17.  Even after Petitioner’s administrator was notified by the CNA that the child had crushed and passed medications on July 10, 2019, the child was allowed to return to the facility for the night shift on July 11, 2019, at which time she responded to call lights, delivered ice water, and observed a medical procedure in Resident # 1’s room; Petitioner failed to use its resources effectively and efficiently to attain or maintain the highest practicable physical, mental, and psychosocial well-being of each resident, as required by 42 C.F.R. § 483.70.

18.  Petitioner has not demonstrated that CMS’s determination that the noncompliance with section 483.70 amounted to immediate jeopardy to resident health and safety is clearly erroneous.

Pursuant to 42 C.F.R. § 483.70, a facility must be governed in a manner that enables it to use its resources effectively and efficiently to attain or maintain the highest practicable physical, mental, and psychosocial well-being of each resident.  A finding of substantial noncompliance in the facility’s administration may derive from findings of substantial noncompliance in other areas, and based on other immediate jeopardy conditions, a facility may not comply with 42 C.F.R. § 483.70.  The DAB has explained: 

[W]here a facility has been shown to be so out of compliance with program requirements that its residents have been placed in immediate jeopardy, the facility was not administered in a manner that used its resources effectively

Page 17

to attain the highest practicable physical, mental, and psychosocial well-being of each resident. 

Asbury Ctr. at Johnson City, DAB No. 1815 at 11 (2002); see Stone County Nursing & Rehab. Ctr., DAB No. 2276 at 15-16 (2009). 

Astoundingly, Petitioner was in receipt of contemporaneous photographic evidence that “the nurse is allowing her 11 year old daughter to crush and pass meds on 400 hall.”  CMS Ex. 11 at 30.  Rather than physically reporting to the facility to provide on-site direction and supervision, the DON telephonically directed C.S. to remove her child from the facility and assumed she would “comply with [her] instructions.”  See  P. Ex. 1 at 2 (testimony of DON that she “believed [she] had resolved any issues with [C.S.] on July 10, 2019”).  However, neither the DON nor the administrator followed up to ensure that C.S. removed her child from the facility, nor did the DON and administrator investigate the allegation that the child had been “crushing and passing medications.”18   See P. Exs. 1 at 1; 2 at 1.  Further, neither the DON nor the administrator followed up to make sure C.S.’s child did not return to the facility.  See P. Exs. 1, 2.

Petitioner determined it had “resolved” the situation by telephonically asking the nurse to remove her daughter from the facility.  Petitioner did not conduct an on-site investigation to interview residents or other staff members, but rather, dismissed the CNA’s report that the child was “crushing and passing medications” based on a belief that the reporting CNA “did not like working with [C.S.], which would make her more likely to make a negative report.”  P. Ex. 1 at 2.  Thus, even when faced with contemporaneous photographic evidence that the child may be crushing and passing medications, Petitioner was dismissive of the serious allegation.

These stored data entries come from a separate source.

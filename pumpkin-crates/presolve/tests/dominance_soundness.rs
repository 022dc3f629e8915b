#![cfg(test)] // workaround for https://github.com/rust-lang/rust-clippy/issues/11024

//! Presolving random small models must keep their optimum: the presolved model, together with
//! the affine relations found, is solved by brute force and compared with the original model.
//! The optimal solution of the original model is given as hint and must remain feasible.

use itertools::Itertools;
use pumpkin_presolve::containers::StorageKey;
use pumpkin_presolve::dominance::detect_dominance_relations;
use pumpkin_presolve::dominance::DominanceOptions;
use pumpkin_presolve::model::Constraint;
use pumpkin_presolve::model::ConstraintKind;
use pumpkin_presolve::model::LinearConstraint;
use pumpkin_presolve::model::Model;
use pumpkin_presolve::model::Objective;
use pumpkin_presolve::model::VarRef;
use pumpkin_presolve::model::VariableId;
use pumpkin_presolve::Domain;
use pumpkin_presolve::PresolveContext;
use pumpkin_presolve::Relation;
use rand::rngs::SmallRng;
use rand::Rng;
use rand::SeedableRng;

const NUM_MODELS: u64 = 300;

#[test]
fn dominance_and_dual_bound_strengthening_keep_an_optimum() {
    check_random_models(DominanceOptions::default());
}

#[test]
fn dominance_alone_keeps_an_optimum() {
    check_random_models(DominanceOptions {
        dual_bound_strengthening: false,
        ..Default::default()
    });
}

#[test]
fn dual_bound_strengthening_alone_keeps_an_optimum() {
    check_random_models(DominanceOptions {
        exploit_dominance: false,
        ..Default::default()
    });
}

fn check_random_models(options: DominanceOptions) {
    let _ = env_logger::builder().is_test(true).try_init();

    for seed in 0..NUM_MODELS {
        let mut rng = SmallRng::seed_from_u64(seed);
        let mut model = random_model(&mut rng);

        let Some((optimum, optimal_solution)) = best_solution(&model, &[]) else {
            continue;
        };
        model.set_solution_hint(optimal_solution);

        let mut context = PresolveContext::new(model.clone());
        let result = detect_dominance_relations(&mut context, &options);
        assert!(
            result.is_ok(),
            "seed {seed}: feasible model reported infeasible: {result:?}\n{model:?}"
        );

        let relations = (0..context.num_variables())
            .map(VariableId::create_from_index)
            .map(|variable| (variable, context.affine_relation(variable)))
            .filter(|(variable, relation)| relation.representative != *variable)
            .collect::<Vec<_>>();
        let presolved = context.into_model();

        let hint = presolved
            .solution_hint()
            .expect("the hint is kept")
            .to_vec();
        assert!(
            presolved.is_feasible(&hint) && satisfies_relations(&hint, &relations),
            "seed {seed}: the feasible hint became infeasible\n{model:?}\n{presolved:?}\n{hint:?}"
        );

        let presolved_optimum = best_solution(&presolved, &relations).map(|(value, _)| value);
        assert_eq!(
            presolved_optimum,
            Some(optimum),
            "seed {seed}: presolve changed the optimum\n{model:?}\n{presolved:?}\n{relations:?}"
        );
    }
}

/// A model over three Boolean and two small integer variables.
fn random_model(rng: &mut SmallRng) -> Model {
    let mut model = Model::default();
    let booleans = (0..3).map(|_| model.new_boolean()).collect::<Vec<_>>();
    let integers = (0..2)
        .map(|_| model.new_variable(Domain::new(0, rng.gen_range(1..=3))))
        .collect::<Vec<_>>();
    let variables = booleans.iter().chain(&integers).copied().collect::<Vec<_>>();

    for _ in 0..rng.gen_range(1..=4) {
        let constraint = match rng.gen_range(0..5) {
            0 => ConstraintKind::BoolOr(random_literals(rng, &booleans)),
            1 => ConstraintKind::AtMostOne(random_literals(rng, &booleans)),
            2 => ConstraintKind::ExactlyOne(random_literals(rng, &booleans)),
            _ => {
                let terms = random_terms(rng, &variables);
                let bound = rng.gen_range(-2..=6);
                ConstraintKind::Linear(if rng.gen_bool(0.5) {
                    LinearConstraint::less_than_or_equals(terms, bound)
                } else {
                    LinearConstraint::greater_than_or_equals(terms, bound)
                })
            }
        };

        let constraint = if rng.gen_bool(0.2) {
            let enforcement = random_literals(rng, &booleans)[0];
            Constraint::enforced_by([enforcement], constraint)
        } else {
            Constraint::new(constraint)
        };
        let _ = model.add_constraint(constraint);
    }

    model.set_objective(Objective::minimise(random_terms(rng, &variables)));
    model
}

fn random_literals(rng: &mut SmallRng, booleans: &[VariableId]) -> Vec<VarRef> {
    let mut literals = vec![];
    for variable in booleans {
        if rng.gen_bool(0.7) {
            if rng.gen_bool(0.5) {
                literals.push(variable.positive());
            } else {
                literals.push(variable.negative());
            }
        }
    }
    if literals.is_empty() {
        literals.push(booleans[0].positive());
    }
    literals
}

fn random_terms(rng: &mut SmallRng, variables: &[VariableId]) -> Vec<(VarRef, i64)> {
    let mut terms = vec![];
    for variable in variables {
        if rng.gen_bool(0.6) {
            let coeff = rng.gen_range(-3..=3);
            terms.push((variable.positive(), coeff));
        }
    }
    terms
}

fn satisfies_relations(values: &[i64], relations: &[(VariableId, Relation)]) -> bool {
    relations.iter().all(|(variable, relation)| {
        values[variable.index()] as i128 == relation.apply(values[relation.representative.index()])
    })
}

/// The best objective value of the solutions of `model` which satisfy `relations`, together with
/// a solution attaining it.
fn best_solution(model: &Model, relations: &[(VariableId, Relation)]) -> Option<(i128, Vec<i64>)> {
    let objective = model.objective()?;
    model
        .variables()
        .map(|variable| model.domain(variable).iter_values().collect::<Vec<_>>())
        .multi_cartesian_product()
        .filter(|values| model.is_feasible(values) && satisfies_relations(values, relations))
        .map(|values| (objective.evaluate(&values), values))
        .min_by_key(|(value, _)| *value)
}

The administrator testified that “[n]o one reported to [her], and [she] was not aware, that [C.S.] brought her daughter with her again for her night shift on July 11, 2019.”  P. Ex. 2 at 1.  The DON similarly testified that “[n]o one reported to [her] that [C.S.] brought her daughter with her again for her night shift on July 11, 2019.”  P. Ex. 1 at 2.  It should come as no surprise that after the DON and administrator declined to take any meaningful action after a CNA reported that a child was crushing and passing medications, that no other staff member came forward to make a similar report.19

Page 18

Petitioner’s failures can directly be attributed to administrative failures.  The facility’s administration had been informed that a child had been crushing and passing medications in the facility, yet it took no meaningful action to either investigate the allegation or to ensure that such a situation could not happen again.20   Petitioner’s administration allowed the immediate jeopardy situation to continue, and the situation may have been addressed only because the surveyors identified the serious situation to Petitioner’s administration.  The facility was not administered in a manner that used its resources effectively to attain the highest physical, mental, and psychosocial well-being of its residents, in contravention of 42 C.F.R. § 483.70.  Petitioner has made showing that the determination of immediate jeopardy is clearly erroneous.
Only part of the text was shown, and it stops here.